*** Opening MATERIAL PROVIDED ***
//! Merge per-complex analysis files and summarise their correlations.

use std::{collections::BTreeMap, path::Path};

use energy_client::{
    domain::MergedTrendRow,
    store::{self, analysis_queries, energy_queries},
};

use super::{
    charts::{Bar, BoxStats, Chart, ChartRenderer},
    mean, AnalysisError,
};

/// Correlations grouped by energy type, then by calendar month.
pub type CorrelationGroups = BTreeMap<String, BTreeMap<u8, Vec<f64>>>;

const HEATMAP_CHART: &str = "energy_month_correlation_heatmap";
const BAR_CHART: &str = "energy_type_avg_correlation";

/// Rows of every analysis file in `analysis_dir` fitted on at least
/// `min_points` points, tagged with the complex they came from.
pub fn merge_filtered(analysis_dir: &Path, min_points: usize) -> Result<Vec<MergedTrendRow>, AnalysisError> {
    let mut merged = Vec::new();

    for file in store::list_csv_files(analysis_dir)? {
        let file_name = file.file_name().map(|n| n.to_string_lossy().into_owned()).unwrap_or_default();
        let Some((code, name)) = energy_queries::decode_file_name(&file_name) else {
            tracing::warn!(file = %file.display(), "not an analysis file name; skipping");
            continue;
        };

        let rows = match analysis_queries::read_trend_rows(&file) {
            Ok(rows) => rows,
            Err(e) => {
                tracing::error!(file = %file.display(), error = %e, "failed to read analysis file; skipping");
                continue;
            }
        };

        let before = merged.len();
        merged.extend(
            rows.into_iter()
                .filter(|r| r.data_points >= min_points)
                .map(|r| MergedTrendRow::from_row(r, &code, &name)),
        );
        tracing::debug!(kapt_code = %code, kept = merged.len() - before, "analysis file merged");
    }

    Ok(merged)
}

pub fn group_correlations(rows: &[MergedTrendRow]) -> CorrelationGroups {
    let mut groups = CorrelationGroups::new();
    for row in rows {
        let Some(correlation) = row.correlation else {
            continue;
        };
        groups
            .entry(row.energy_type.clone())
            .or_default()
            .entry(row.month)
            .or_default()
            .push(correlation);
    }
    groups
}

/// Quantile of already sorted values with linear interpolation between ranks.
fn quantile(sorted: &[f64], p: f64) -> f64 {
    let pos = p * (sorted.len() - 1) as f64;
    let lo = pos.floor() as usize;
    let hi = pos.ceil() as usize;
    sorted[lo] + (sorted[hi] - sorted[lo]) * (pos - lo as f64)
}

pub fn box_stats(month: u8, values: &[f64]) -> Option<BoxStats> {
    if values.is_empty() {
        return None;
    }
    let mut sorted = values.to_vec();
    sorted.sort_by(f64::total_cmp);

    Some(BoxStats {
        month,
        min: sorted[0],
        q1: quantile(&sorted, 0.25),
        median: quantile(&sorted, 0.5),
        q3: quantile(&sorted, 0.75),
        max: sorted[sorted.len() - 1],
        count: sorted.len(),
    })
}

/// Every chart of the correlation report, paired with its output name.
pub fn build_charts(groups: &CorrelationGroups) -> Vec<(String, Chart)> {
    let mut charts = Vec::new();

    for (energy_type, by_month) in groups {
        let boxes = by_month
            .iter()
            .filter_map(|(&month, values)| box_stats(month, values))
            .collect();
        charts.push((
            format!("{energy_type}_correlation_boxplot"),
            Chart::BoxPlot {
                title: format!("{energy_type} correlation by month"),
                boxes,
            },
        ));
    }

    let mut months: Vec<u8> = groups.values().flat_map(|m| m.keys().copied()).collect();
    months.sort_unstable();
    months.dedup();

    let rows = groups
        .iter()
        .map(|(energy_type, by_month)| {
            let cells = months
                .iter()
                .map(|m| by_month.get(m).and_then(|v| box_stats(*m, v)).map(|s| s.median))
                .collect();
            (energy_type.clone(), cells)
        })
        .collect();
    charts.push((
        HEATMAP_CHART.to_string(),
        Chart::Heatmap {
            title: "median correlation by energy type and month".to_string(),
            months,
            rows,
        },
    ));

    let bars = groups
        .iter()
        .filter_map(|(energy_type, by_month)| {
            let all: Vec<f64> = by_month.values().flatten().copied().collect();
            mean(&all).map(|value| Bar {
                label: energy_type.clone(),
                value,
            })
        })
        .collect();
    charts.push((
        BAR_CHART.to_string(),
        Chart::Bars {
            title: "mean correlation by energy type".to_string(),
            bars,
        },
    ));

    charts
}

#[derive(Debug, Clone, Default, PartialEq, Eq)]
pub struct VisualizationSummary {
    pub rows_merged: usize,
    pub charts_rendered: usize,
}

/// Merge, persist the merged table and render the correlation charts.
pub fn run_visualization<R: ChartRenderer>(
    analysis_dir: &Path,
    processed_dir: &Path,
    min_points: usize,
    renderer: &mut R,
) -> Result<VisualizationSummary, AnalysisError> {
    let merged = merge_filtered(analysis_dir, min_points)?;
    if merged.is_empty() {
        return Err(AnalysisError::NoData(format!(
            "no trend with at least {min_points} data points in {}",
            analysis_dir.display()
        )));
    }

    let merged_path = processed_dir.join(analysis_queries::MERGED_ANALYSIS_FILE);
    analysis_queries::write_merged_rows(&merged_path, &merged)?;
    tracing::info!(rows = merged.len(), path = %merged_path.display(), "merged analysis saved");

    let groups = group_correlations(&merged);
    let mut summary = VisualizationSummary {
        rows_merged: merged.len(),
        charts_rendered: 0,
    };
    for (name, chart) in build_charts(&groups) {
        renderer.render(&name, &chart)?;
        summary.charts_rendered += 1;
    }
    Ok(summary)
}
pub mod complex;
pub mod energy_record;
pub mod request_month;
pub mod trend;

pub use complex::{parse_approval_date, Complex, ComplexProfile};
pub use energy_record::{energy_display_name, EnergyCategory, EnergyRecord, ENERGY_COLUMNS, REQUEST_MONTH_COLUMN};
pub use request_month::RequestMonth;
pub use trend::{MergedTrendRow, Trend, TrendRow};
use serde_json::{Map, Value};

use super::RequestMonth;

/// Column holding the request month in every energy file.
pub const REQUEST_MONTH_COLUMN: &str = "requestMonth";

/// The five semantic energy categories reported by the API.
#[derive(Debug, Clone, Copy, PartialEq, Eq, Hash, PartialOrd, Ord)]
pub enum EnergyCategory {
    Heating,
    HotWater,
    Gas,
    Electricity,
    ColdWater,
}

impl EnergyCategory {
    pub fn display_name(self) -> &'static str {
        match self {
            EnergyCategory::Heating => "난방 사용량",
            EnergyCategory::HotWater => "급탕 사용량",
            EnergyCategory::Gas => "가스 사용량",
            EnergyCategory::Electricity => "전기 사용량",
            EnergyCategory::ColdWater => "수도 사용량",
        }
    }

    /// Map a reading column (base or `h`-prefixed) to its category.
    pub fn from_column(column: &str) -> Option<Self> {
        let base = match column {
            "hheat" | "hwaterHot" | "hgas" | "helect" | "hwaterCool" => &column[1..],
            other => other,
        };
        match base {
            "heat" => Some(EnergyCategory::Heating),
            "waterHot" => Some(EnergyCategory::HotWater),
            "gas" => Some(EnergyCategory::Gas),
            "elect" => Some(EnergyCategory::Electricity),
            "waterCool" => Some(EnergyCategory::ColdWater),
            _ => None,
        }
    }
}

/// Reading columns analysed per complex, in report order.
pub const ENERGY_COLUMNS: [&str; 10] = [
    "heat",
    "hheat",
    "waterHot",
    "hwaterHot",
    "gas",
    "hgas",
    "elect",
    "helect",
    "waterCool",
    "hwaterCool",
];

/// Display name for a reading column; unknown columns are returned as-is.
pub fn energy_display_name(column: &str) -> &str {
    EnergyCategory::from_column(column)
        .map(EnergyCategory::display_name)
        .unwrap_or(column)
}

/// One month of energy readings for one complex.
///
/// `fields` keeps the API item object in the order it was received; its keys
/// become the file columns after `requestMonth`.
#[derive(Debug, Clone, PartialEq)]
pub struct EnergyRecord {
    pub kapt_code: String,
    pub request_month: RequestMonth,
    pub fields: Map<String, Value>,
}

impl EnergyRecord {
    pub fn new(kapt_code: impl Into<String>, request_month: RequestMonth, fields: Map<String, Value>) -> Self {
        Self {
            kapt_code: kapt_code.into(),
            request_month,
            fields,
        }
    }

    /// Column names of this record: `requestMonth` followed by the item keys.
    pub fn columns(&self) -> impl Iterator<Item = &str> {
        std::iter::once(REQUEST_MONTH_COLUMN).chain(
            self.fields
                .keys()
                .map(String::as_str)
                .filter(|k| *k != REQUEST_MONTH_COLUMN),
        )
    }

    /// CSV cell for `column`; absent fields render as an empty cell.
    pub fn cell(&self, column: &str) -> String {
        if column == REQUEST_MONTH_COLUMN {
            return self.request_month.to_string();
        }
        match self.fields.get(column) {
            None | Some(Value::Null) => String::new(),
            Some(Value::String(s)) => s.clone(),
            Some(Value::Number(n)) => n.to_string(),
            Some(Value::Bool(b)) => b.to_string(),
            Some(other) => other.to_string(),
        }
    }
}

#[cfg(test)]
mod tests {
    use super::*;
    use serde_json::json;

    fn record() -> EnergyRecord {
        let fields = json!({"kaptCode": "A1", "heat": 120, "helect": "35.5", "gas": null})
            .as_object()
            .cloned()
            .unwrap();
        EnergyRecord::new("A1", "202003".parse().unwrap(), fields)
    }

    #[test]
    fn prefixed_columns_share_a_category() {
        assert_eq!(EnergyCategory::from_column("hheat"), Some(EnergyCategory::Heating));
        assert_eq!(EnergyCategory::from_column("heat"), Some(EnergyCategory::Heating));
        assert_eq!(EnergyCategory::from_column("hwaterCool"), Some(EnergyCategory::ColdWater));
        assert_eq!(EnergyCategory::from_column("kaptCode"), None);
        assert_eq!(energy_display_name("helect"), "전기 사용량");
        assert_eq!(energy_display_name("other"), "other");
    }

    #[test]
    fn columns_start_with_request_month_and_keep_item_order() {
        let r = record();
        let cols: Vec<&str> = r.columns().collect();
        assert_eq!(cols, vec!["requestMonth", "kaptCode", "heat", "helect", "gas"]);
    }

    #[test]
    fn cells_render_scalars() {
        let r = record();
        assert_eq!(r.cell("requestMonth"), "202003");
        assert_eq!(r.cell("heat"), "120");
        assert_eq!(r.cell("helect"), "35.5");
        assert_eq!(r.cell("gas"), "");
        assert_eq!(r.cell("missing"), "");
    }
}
*** Closing MATERIAL PROVIDED ***
A complete answer gives every line of the data that includes "months".

_FINISHED TASK_
    let mut months: Vec<u8> = groups.values().flat_map(|m| m.keys().copied()).collect();
    months.sort_unstable();
    months.dedup();
            let cells = months
            months,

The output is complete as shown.